2. The Multicultural Pathway.
Inspired by James Banks, Jesse Jackson, Ronald Takaki, and many recently formed university departments. For those who desire a system that features the nature and identities of America's chief racial and ethnic groups. Students will study their own cultures and compare them with other groups, particularly those that have hitherto received unfair treatment at the hands of America's majority population.
3. The Progressive Pathway. Inspired by John Dewey, Francis Parker, and Deborah Meier. For those who desire a system in which individual differences and growth patterns are respected, the curriculum grows out of community concerns, and democratic values are lived, not merely studied. Students will be genuinely involved in community activities and will seek to create and sustain a school community that embodies democratic values.
4. The Technological Pathway. Inspired by Bill Gates, Louis Gerstner, and much of the American corporate-financial world. For those who believe that America must maintain its competitive edge, and that mastery of technologies represents the best way to ensure a well-trained and flexible workforce. In these schools, the particular curricula will be less important than immersion in a full range of technologies. Students will learn to use these technologies - for example, to create and critique media products.
5. The Socially Responsible Pathway. Inspired by assorted civic organizations, including environmentally oriented groups, agencies that foster social entrepreneurship, and the Educators for Social Responsibility. For those who are conscious of the world's enormous social and economic problems and want to encourage the development of human beings who will be actively involved in improving the world. In these schools, the curricular focus falls on national and global issues that are susceptible to solution.
6. The Understanding Pathway. Inspired by Socrates and presented in this book. For those who believe that human beings have a desire to explore and to understand the most fundamental questions of existence, and that curricula ought to be organized around the tackling of these epistemological concerns - familiarly, the true, the beautiful, and the good.
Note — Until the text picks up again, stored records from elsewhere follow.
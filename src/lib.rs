// Copyright 2025 Johann Kempter
//
// Licensed under the Apache License, Version 2.0 (the "License");
// you may not use this file except in compliance with the License.
// You may obtain a copy of the License at
//
//     http://www.apache.org/licenses/LICENSE-2.0
//
// Unless required by applicable law or agreed to in writing, software
// distributed under the License is distributed on an "AS IS" BASIS,
// WITHOUT WARRANTIES OR CONDITIONS OF ANY KIND, either express or implied.
// See the License for the specific language governing permissions and
// limitations under the License.
//
// SPDX-License-Identifier: Apache-2.0

#![doc(html_no_source)]
#![deny(missing_docs)]
#![allow(dead_code)]
//#![deny(unsafe_code)]
// - 'file/io.rs' reinterprets a fixed-size byte array as a byte slice when writing
// - 'file/physical.rs' uses mmap to map a file into memory

//! # heapscope
//!
//! A high-performance, cross-platform framework for analyzing managed heap memory snapshots.
//! Built in pure Rust, `heapscope` ingests a captured snapshot of a managed+native object
//! heap (GC handles, managed objects, native engine objects, static fields, raw memory
//! sections) and answers the questions that matter when hunting leaks and bloat: which
//! entities reference which others, what keeps an object alive, and which objects are
//! byte-for-byte duplicates of one another.
//!
//! ## Features
//!
//! - **📦 Efficient memory access** - Memory-mapped snapshot files with bounds-checked decoding
//! - **🔗 Connection graph** - Outgoing and incoming references for every entity, with a
//!   precomputed reverse adjacency built once at load
//! - **🌱 Root paths** - Breadth-first shortest path from any object back to a GC root
//! - **♻️ Duplicate detection** - 128-bit structural content hashing over field values
//! - **🌳 Lazy field expansion** - Navigate objects field by field without eager decoding
//! - **🛡️ Corruption tolerant** - Captured data is untrusted; bad layouts degrade into
//!   deduplicated diagnostics instead of aborting analysis
//!
//! ## Quick Start
//!
//! Add `heapscope` to your `Cargo.toml`:
//!
//! ```toml
//! [dependencies]
//! heapscope = "0.2"
//! ```
//!
//! ### Using the Prelude
//!
//! For convenient access to the most commonly used types, import the prelude:
//!
//! ```rust,no_run
//! use heapscope::prelude::*;
//!
//! // Load and analyze a heap snapshot
//! let snapshot = Snapshot::from_file("capture.heap".as_ref())?;
//! println!("Found {} managed objects", snapshot.managed_objects().len());
//! # Ok::<(), heapscope::Error>(())
//! ```
//!
//! ### Basic Usage
//!
//! ```rust,no_run
//! use heapscope::{Snapshot, analysis::FieldTarget, snapshot::entities::{EntityRef, ManagedObjectIndex}};
//!
//! let snapshot = Snapshot::from_file("capture.heap".as_ref())?;
//!
//! // Why is object #0 alive?
//! let entity = EntityRef::Managed(ManagedObjectIndex::new(0));
//! if let Some(path) = snapshot.shortest_path_to_root(entity) {
//!     for node in &path.nodes {
//!         println!("  {}", node);
//!     }
//!     println!("rooted because: {}", path.reason);
//! }
//!
//! // What memory is wasted on duplicates?
//! let report = snapshot.find_duplicates(None);
//! println!("{} bytes wasted across {} groups",
//!          report.total_wasted_bytes, report.groups.len());
//!
//! // Decode an object field by field
//! let object = &snapshot.managed_objects()[0];
//! for child in snapshot.children(&FieldTarget::object(object.managed_type, object.address)) {
//!     println!("{}: {:?}", child.name, child.value);
//! }
//! # Ok::<(), heapscope::Error>(())
//! ```
//!
//! ## Architecture
//!
//! `heapscope` is organized into several key modules:
//!
//! - [`prelude`] - Convenient re-exports of commonly used types
//! - [`snapshot`] - Container decoding, the entity model, and derived indices
//! - [`heap`] - The binary memory decoder and content hashing
//! - [`analysis`] - Connection graph, root paths, duplicates, field expansion,
//!   and the background job queue
//! - [`Error`] and [`Result`] - Comprehensive error handling
//!
//! ### Loading Pipeline
//!
//! A capture flows through two stages. [`snapshot::RawSnapshot`] is the decoded
//! container: entity arrays exactly as captured, unlinked. [`Snapshot::initialize`]
//! validates the capture, builds the per-category address indices, resolves entity
//! cross-links (GC handle targets, managed/native pairing), enumerates static field
//! roots and runs the parallel connection scan. The result is immutable; every
//! query afterwards is a pure read, which makes sharing the snapshot across the
//! background worker and the caller's thread lock-free by construction.
//!
//! ### Analysis Queries
//!
//! The four presentation-facing queries are [`Snapshot::connections_of`],
//! [`Snapshot::shortest_path_to_root`], [`Snapshot::find_duplicates`] and
//! [`Snapshot::children`]. Long-running queries are meant to be driven through
//! [`analysis::JobQueue`], which coalesces superseded requests and supports
//! cooperative cancellation.
//!
//! ## Error Handling
//!
//! All operations return [`Result<T, Error>`](Result) with comprehensive error
//! information:
//!
//! ```rust,no_run
//! use heapscope::{Error, Snapshot};
//!
//! match Snapshot::from_file("capture.heap".as_ref()) {
//!     Ok(snapshot) => println!("Successfully loaded snapshot"),
//!     Err(Error::NotSupported) => println!("Container version not supported"),
//!     Err(Error::Malformed { message, .. }) => println!("Malformed capture: {}", message),
//!     Err(e) => println!("Other error: {}", e),
//! }
//! ```
//!
//! Lookup misses are values, not errors: a pointer into uncaptured memory returns
//! [`Option::None`] from every index, because that is a routine outcome of heap
//! analysis, and per-type layout corruption degrades into the deduplicating
//! [`snapshot::Diagnostics`] sink.
#[macro_use]
pub(crate) mod macros;

#[macro_use]
pub(crate) mod error;
pub(crate) mod file;

/// Shared functionality which is used in unit- and integration-tests
#[cfg(test)]
pub(crate) mod test;

/// Convenient re-exports of the most commonly used types and traits.
///
/// This module provides a curated selection of the most frequently used types
/// from across the heapscope library, allowing for convenient glob imports.
///
/// # Example
///
/// ```rust,no_run
/// use heapscope::prelude::*;
///
/// let snapshot = Snapshot::from_file("capture.heap".as_ref())?;
/// let report = snapshot.find_duplicates(None);
/// # Ok::<(), heapscope::Error>(())
/// ```
pub mod prelude;

/// Heap analysis: connection graph, root paths, duplicates, field expansion,
/// and the background job queue.
///
/// All queries in this module are pure functions of an analyzed
/// [`Snapshot`] and their arguments. See the module documentation for the
/// contract of each query.
pub mod analysis;

/// Binary decoding of captured heap memory.
///
/// Provides [`heap::MemoryReader`] for pointer reads, primitive formatting,
/// array lengths, object sizes and string decoding, plus the structural
/// [`heap::ContentHash`] used by duplicate detection.
pub mod heap;

/// Snapshot loading, the entity model and derived indices.
///
/// The entry points are [`snapshot::RawSnapshot`] (container decoding) and
/// [`Snapshot::initialize`] (validation plus index construction). See the
/// module documentation for the full loading pipeline.
pub mod snapshot;

/// `heapscope` Result type
///
/// A type alias for [`std::result::Result<T, Error>`] where the error type is always
/// [`Error`]. This is used consistently throughout the crate for all fallible operations.
///
/// # Examples
///
/// ```rust,no_run
/// use heapscope::{Result, Snapshot};
///
/// fn load_snapshot(path: &str) -> Result<Snapshot> {
///     Snapshot::from_file(std::path::Path::new(path))
/// }
/// ```
pub type Result<T> = std::result::Result<T, Error>;

/// `heapscope` Error type
///
/// The main error type for all operations in this crate. Provides detailed error
/// information for snapshot parsing and analysis operations.
///
/// # Examples
///
/// ```rust,no_run
/// use heapscope::{Error, Snapshot};
///
/// match Snapshot::from_file("capture.heap".as_ref()) {
///     Ok(snapshot) => println!("Loaded successfully"),
///     Err(Error::NotSupported) => println!("Container version not supported"),
///     Err(Error::Malformed { message, .. }) => println!("Malformed: {}", message),
///     Err(e) => println!("Error: {}", e),
/// }
/// ```
pub use error::Error;

/// Main entry point for working with heap snapshots.
///
/// See [`snapshot::Snapshot`] for high-level analysis and entity access.
///
/// # Example
///
/// ```rust,no_run
/// use heapscope::Snapshot;
/// let snapshot = Snapshot::from_file("capture.heap".as_ref())?;
/// println!("Found {} managed objects", snapshot.managed_objects().len());
/// # Ok::<(), heapscope::Error>(())
/// ```
pub use snapshot::{RawSnapshot, Snapshot};

/// Provides access to low-level file and memory parsing utilities.
///
/// The [`Parser`] type is used for decoding snapshot container structures.
///
/// # Example
///
/// ```rust
/// use heapscope::Parser;
/// let data = [0x2A, 0x00, 0x00, 0x00];
/// let mut parser = Parser::new(&data);
/// assert_eq!(parser.read_le::<u32>()?, 42);
/// # Ok::<(), heapscope::Error>(())
/// ```
pub use file::{parser::Parser, Backend};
Students in this pathway visit and revisit these classical questions, armed, in succession, with literacy skills, disciplinary skills, and the possibility of multidisciplinary or interdisciplinary approaches. They exhibit their understandings publicly; they are motivated to ponder these questions, and their interconnections, well after formal schooling has ended.
* * *
Were I completely neutral, I would simply close at this point. In my new book, "The Disciplined Mind," however, I argue strongly that an understanding of the principal disciplines (history, mathematics, the arts, the sciences) provides the preferred -indeed, the indispensable -education for the future.
I base this conclusion on two considerations. First, the scholarly disciplines represent the most important intellectual achievements in human history; every student deserves a chance to understand the world in a disciplined way. Second, powerful media and technology will make it possible for students to accumulate much of the "wisdom" of other pathways that I've enumerated. Only a formal education of at least a decade, however, carried out under the tutelage of informed disciplinarians, suffices to introduce the ways of thinking of the several disciplines.
*Howard Gardner is professor of cognition and education at Harvard University and author of 18 books.